Tercüman
- Type: Daily newspaper
- Owner: TürkMedya
- Founded: 26 May 1955
- Ceased publication: 24 June 2010
- Political alignment: center-right
- Language: Turkish
- Website: www.tercuman.com

= Tercüman =

Turkish newspaper (1955–2010)

Tercüman: Halka ve Olaylara was a Turkish daily newspaper. It was founded in 1955 by Kemal Ilıcak (1932-1993), and associated with the center-right. It was based in the now demolished Tercüman Building. It was temporarily closed down by the military authorities between 11 August and 3 September 1983 during martial law in Turkey. Ayhan Songar published weekly columns in the paper between 1986 and 1989. Another contributor of the paper was Nevzat Yalçıntaş.
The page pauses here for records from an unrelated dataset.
//! CUDA Client implementation

use super::CudaRuntime;
use super::device::CudaDevice;
use crate::error::Result;
use crate::runtime::RuntimeClient;

/// CUDA Runtime Client
///
/// All operations launch on the device's stream, so they execute in issue
/// order.
#[derive(Clone, Debug)]
pub struct CudaClient {
    pub(crate) device: CudaDevice,
    pub(crate) capability: (u32, u32),
}

impl CudaClient {
    /// Client for an opened device
    pub fn new(device: CudaDevice) -> Result<Self> {
        let capability = device.compute_capability()?;
        log::debug!(
            "cuda:{}: compute capability {}.{}",
            device.index(),
            capability.0,
            capability.1
        );
        Ok(Self { device, capability })
    }

    /// Compute capability `(major, minor)`
    pub fn compute_capability(&self) -> (u32, u32) {
        self.capability
    }
}

impl RuntimeClient<CudaRuntime> for CudaClient {
    fn device(&self) -> &CudaDevice {
        &self.device
    }

    fn synchronize(&self) -> Result<()> {
        self.device.stream().synchronize()?;
        Ok(())
    }
}
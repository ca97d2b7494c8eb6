//! CPU runtime implementation
//!
//! Host memory plays the role of device memory: a "device pointer" is a heap
//! address cast to `u64`. The CPU runtime is always available and serves as
//! the reference backend for every operation.
//!
//! # Atomic scatter
//!
//! The atomic scatter-accumulate kernel is executed with the same grid-stride
//! iteration a device would use. With the `rayon` feature, blocks run in
//! parallel and concurrent updates of one element go through hardware
//! compare-and-swap, including the word-level CAS used for 2-byte floats.

mod client;
mod device;
pub(crate) mod kernels;
mod runtime;

pub use client::CpuClient;
pub use device::CpuDevice;
pub use kernels::{atomic_add_f16, atomic_add_f32, atomic_add_f64, byte_perm};
pub use runtime::CpuRuntime;
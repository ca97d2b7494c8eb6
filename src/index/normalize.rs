//! Index normalization
//!
//! Resolves per-axis [`IndexSpec`]s against a concrete shape, producing
//! fully-resolved [`AxisIndex`] entries that [`Layout::subview`](crate::tensor::Layout::subview)
//! turns into a view.

use super::types::{IndexSpec, SliceSpec};
use crate::error::{Error, Result};

/// A slice with every field resolved
///
/// `step != 0`, and `stop >= start` whenever `step > 0`. For negative steps,
/// `start` and `stop` lie in `[-1, len - 1]`; `-1` is the "before the first
/// element" position.
#[derive(Clone, Copy, Debug, PartialEq, Eq, Hash)]
pub struct NormalizedSlice {
    /// First selected position (if any)
    pub start: isize,
    /// Exclusive end position
    pub stop: isize,
    /// Nonzero step
    pub step: isize,
}

impl NormalizedSlice {
    /// Number of selected positions, `ceil((stop - start) / step)` clamped at zero
    pub fn len(&self) -> usize {
        let span = if self.step > 0 {
            self.stop - self.start
        } else {
            self.start - self.stop
        };
        if span <= 0 {
            return 0;
        }
        // Unsigned so that steps near isize::MIN/MAX cannot overflow
        (span as usize - 1) / self.step.unsigned_abs() + 1
    }

    /// Whether the slice selects nothing
    pub fn is_empty(&self) -> bool {
        self.len() == 0
    }

    /// Selected positions, in traversal order
    pub fn indices(&self) -> impl Iterator<Item = usize> + '_ {
        // Every offset stays inside the span, so the products cannot overflow
        (0..self.len()).map(move |k| (self.start + k as isize * self.step) as usize)
    }
}

/// One source axis after normalization
#[derive(Clone, Copy, Debug, PartialEq, Eq, Hash)]
pub enum AxisIndex {
    /// Keep the axis, restricted to a slice
    Slice(NormalizedSlice),
    /// Fix the axis at one position and drop it
    Collapsed(usize),
    /// Insert a unit axis
    NewAxis,
}

impl AxisIndex {
    /// Whether this entry consumes an axis of the source
    pub fn consumes_axis(&self) -> bool {
        !matches!(self, Self::NewAxis)
    }
}

/// Resolve a slice against an axis of length `len`
///
/// 1. An omitted step is 1; a zero step is an error.
/// 2. An omitted start is `len - 1` for negative steps and `0` otherwise.
/// 3. An omitted stop is `-1` for negative steps and `len` otherwise.
/// 4. A present bound is wrapped once if negative (`+= len`), then clamped to
///    `[-1, len - 1]` for negative steps or `[0, len]` otherwise.
/// 5. With a positive step, `stop < start` becomes `stop = start`.
///
/// # Example
///
/// ```
/// use subtensor::index::{SliceSpec, normalize_slice};
/// let s = normalize_slice(5, &SliceSpec::reversed()).unwrap();
/// assert_eq!((s.start, s.stop, s.step), (4, -1, -1));
/// assert_eq!(s.indices().collect::<Vec<_>>(), vec![4, 3, 2, 1, 0]);
/// ```
pub fn normalize_slice(len: usize, spec: &SliceSpec) -> Result<NormalizedSlice> {
    normalize_slice_on_axis(0, len, spec)
}

fn normalize_slice_on_axis(axis: usize, len: usize, spec: &SliceSpec) -> Result<NormalizedSlice> {
    let len = len as isize;
    let step = spec.step.unwrap_or(1);
    if step == 0 {
        return Err(Error::InvalidSlice {
            axis,
            reason: "slice step cannot be zero",
        });
    }

    let start = match spec.start {
        Some(v) => clamp_bound(v, len, step),
        None if step < 0 => len - 1,
        None => 0,
    };
    let mut stop = match spec.stop {
        Some(v) => clamp_bound(v, len, step),
        None if step < 0 => -1,
        None => len,
    };

    if stop < start && step > 0 {
        stop = start;
    }

    Ok(NormalizedSlice { start, stop, step })
}

/// Wrap a negative bound once, then clamp it to the traversal range
#[inline]
fn clamp_bound(v: isize, len: isize, step: isize) -> isize {
    let v = if v < 0 { v + len } else { v };
    if v < 0 {
        if step < 0 { -1 } else { 0 }
    } else if v >= len {
        if step < 0 { len - 1 } else { len }
    } else {
        v
    }
}

/// Resolve an integer index against an axis of length `len`
///
/// Negative indices wrap once; the result must lie in `[0, len)`.
pub fn normalize_index(len: usize, i: i64) -> Result<usize> {
    let wrapped = if i < 0 { i + len as i64 } else { i };
    if wrapped < 0 || wrapped >= len as i64 {
        return Err(Error::IndexOutOfBounds {
            index: i,
            size: len,
        });
    }
    Ok(wrapped as usize)
}

/// Resolve a full index list against `shape`
///
/// Trailing axes without an entry are taken whole. More axis-consuming
/// entries than dimensions is an error.
pub fn normalize_indices(shape: &[usize], specs: &[IndexSpec]) -> Result<Vec<AxisIndex>> {
    let consumed = specs.iter().filter(|s| s.consumes_axis()).count();
    if consumed > shape.len() {
        return Err(Error::index(format!(
            "too many indices: {} for tensor with {} dimensions",
            consumed,
            shape.len()
        )));
    }

    let mut axes = Vec::with_capacity(specs.len() + shape.len() - consumed);
    let mut axis = 0;
    for spec in specs {
        let resolved = match *spec {
            IndexSpec::NewAxis => AxisIndex::NewAxis,
            IndexSpec::Integer(i) | IndexSpec::RuntimeScalar(i) => {
                AxisIndex::Collapsed(normalize_index(shape[axis], i)?)
            }
            IndexSpec::Slice(ref slice) => {
                AxisIndex::Slice(normalize_slice_on_axis(axis, shape[axis], slice)?)
            }
        };
        log::trace!("axis {}: {:?} -> {:?}", axis, spec, resolved);
        if resolved.consumes_axis() {
            axis += 1;
        }
        axes.push(resolved);
    }

    for &len in &shape[axis..] {
        axes.push(AxisIndex::Slice(NormalizedSlice {
            start: 0,
            stop: len as isize,
            step: 1,
        }));
    }

    Ok(axes)
}
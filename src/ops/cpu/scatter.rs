//! CPU implementation of the atomic scatter-accumulate.

use crate::config::IndexingConfig;
use crate::error::Result;
use crate::kernel::AtomicScatterPlan;
use crate::ops::AtomicScatterOps;
use crate::runtime::RuntimeClient;
use crate::runtime::cpu::{CpuClient, CpuRuntime, kernels};
use crate::tensor::Tensor;

/// AtomicScatterOps implementation for CPU runtime.
impl AtomicScatterOps<CpuRuntime> for CpuClient {
    fn atomic_capability(&self) -> Option<(u32, u32)> {
        None
    }

    fn scatter_add_atomic(
        &self,
        x: &Tensor<CpuRuntime>,
        y: &Tensor<CpuRuntime>,
        indices: &Tensor<CpuRuntime>,
        config: &IndexingConfig,
    ) -> Result<()> {
        let plan = AtomicScatterPlan::new(x, y, indices)?;
        if plan.is_empty() {
            return Ok(());
        }

        log::debug!(
            "cpu: {} grid={} block={} dtype={}",
            crate::kernel::VECTOR_ADD_FAST,
            plan.grid.x,
            plan.block.x,
            plan.emitter.dtype_x
        );

        // Every tensor holds a live host allocation covering its layout
        unsafe { kernels::launch_vector_add_fast(&plan)? };

        if config.sync_after_launch {
            self.synchronize()?;
        }
        Ok(())
    }
}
Tercüman closed after Ilıcak's death, and the name was acquired by the Çukurova Media Group in 1997. In 2003 Ilıcak's family (including Kemal's son, Mehmet Ali Ilıcak) attempted to resurrect the paper, and a dispute with Çukurova over naming rights saw Çukurova hastily launch a daily newspaper named Tercüman in January 2003, on the same day as the Ilıcaks' Dünden Bugüne Tercüman appeared. Çukurova suffered during the 2008 financial crisis, and closed down its Tercüman in 2010. Dünden Bugüne Tercüman was renamed Bugün in 2005.